_ACTIVITY:_ From the first line of the records down to the one that holds "use thiserror::Error;", transcribe each line exactly and add nothing.

START DATA PROVIDED

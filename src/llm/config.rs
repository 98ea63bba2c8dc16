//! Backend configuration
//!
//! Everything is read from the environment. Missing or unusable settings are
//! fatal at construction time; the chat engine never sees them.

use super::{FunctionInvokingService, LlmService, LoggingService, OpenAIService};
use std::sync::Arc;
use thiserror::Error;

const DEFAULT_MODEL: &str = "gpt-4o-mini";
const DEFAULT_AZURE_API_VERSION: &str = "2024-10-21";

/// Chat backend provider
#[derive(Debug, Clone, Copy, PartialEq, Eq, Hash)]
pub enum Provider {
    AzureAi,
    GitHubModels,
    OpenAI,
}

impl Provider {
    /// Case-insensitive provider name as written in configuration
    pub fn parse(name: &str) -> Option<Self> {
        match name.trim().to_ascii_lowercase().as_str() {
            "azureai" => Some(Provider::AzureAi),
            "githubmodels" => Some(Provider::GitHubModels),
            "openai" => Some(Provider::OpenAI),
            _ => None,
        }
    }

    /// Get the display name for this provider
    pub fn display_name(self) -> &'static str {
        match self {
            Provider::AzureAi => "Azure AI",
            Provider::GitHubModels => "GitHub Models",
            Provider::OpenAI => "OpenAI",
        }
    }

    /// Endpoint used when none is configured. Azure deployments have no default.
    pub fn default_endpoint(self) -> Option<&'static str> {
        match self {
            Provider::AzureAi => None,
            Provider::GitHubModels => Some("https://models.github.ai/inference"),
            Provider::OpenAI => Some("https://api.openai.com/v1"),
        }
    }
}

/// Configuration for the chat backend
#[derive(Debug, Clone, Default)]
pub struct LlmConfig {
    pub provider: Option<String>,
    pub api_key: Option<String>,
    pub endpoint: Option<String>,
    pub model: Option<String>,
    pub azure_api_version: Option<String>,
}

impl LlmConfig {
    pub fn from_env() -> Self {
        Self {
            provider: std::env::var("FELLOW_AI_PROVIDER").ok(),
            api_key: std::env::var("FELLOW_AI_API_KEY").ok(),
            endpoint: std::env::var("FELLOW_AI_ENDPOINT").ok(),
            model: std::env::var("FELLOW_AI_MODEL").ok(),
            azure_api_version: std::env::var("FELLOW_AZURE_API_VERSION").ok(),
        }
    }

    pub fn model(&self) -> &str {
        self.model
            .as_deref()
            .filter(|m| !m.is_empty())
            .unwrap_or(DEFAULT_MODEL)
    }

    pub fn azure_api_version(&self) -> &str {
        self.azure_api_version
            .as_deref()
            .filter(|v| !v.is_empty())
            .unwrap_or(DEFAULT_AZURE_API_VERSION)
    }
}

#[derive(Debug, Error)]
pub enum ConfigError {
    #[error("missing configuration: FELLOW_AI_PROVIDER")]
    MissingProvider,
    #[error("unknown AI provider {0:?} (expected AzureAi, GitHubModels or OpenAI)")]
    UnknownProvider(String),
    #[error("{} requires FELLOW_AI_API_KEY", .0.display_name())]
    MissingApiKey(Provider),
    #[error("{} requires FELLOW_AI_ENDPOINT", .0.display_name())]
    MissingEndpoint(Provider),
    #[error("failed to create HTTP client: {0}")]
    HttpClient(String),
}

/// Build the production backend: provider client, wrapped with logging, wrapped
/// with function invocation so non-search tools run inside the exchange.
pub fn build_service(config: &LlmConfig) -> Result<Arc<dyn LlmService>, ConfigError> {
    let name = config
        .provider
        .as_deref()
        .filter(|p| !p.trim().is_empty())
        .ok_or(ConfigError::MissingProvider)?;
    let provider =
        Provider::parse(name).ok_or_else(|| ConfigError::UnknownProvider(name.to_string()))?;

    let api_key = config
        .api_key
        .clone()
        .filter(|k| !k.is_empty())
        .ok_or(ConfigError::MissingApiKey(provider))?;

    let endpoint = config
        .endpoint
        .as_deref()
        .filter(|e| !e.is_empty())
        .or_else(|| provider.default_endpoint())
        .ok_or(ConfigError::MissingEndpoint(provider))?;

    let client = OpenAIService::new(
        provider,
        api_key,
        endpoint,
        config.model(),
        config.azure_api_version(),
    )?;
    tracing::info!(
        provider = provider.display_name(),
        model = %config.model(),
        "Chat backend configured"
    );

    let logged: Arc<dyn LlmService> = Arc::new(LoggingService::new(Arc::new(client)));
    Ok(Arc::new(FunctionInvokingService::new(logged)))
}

END DATA PROVIDED

_YOUR SOLUTION:_
filename src/llm/config.rs
repository 98ea63bba2c8dc16
//! Backend configuration
//!
//! Everything is read from the environment. Missing or unusable settings are
//! fatal at construction time; the chat engine never sees them.

use super::{FunctionInvokingService, LlmService, LoggingService, OpenAIService};
use std::sync::Arc;
use thiserror::Error;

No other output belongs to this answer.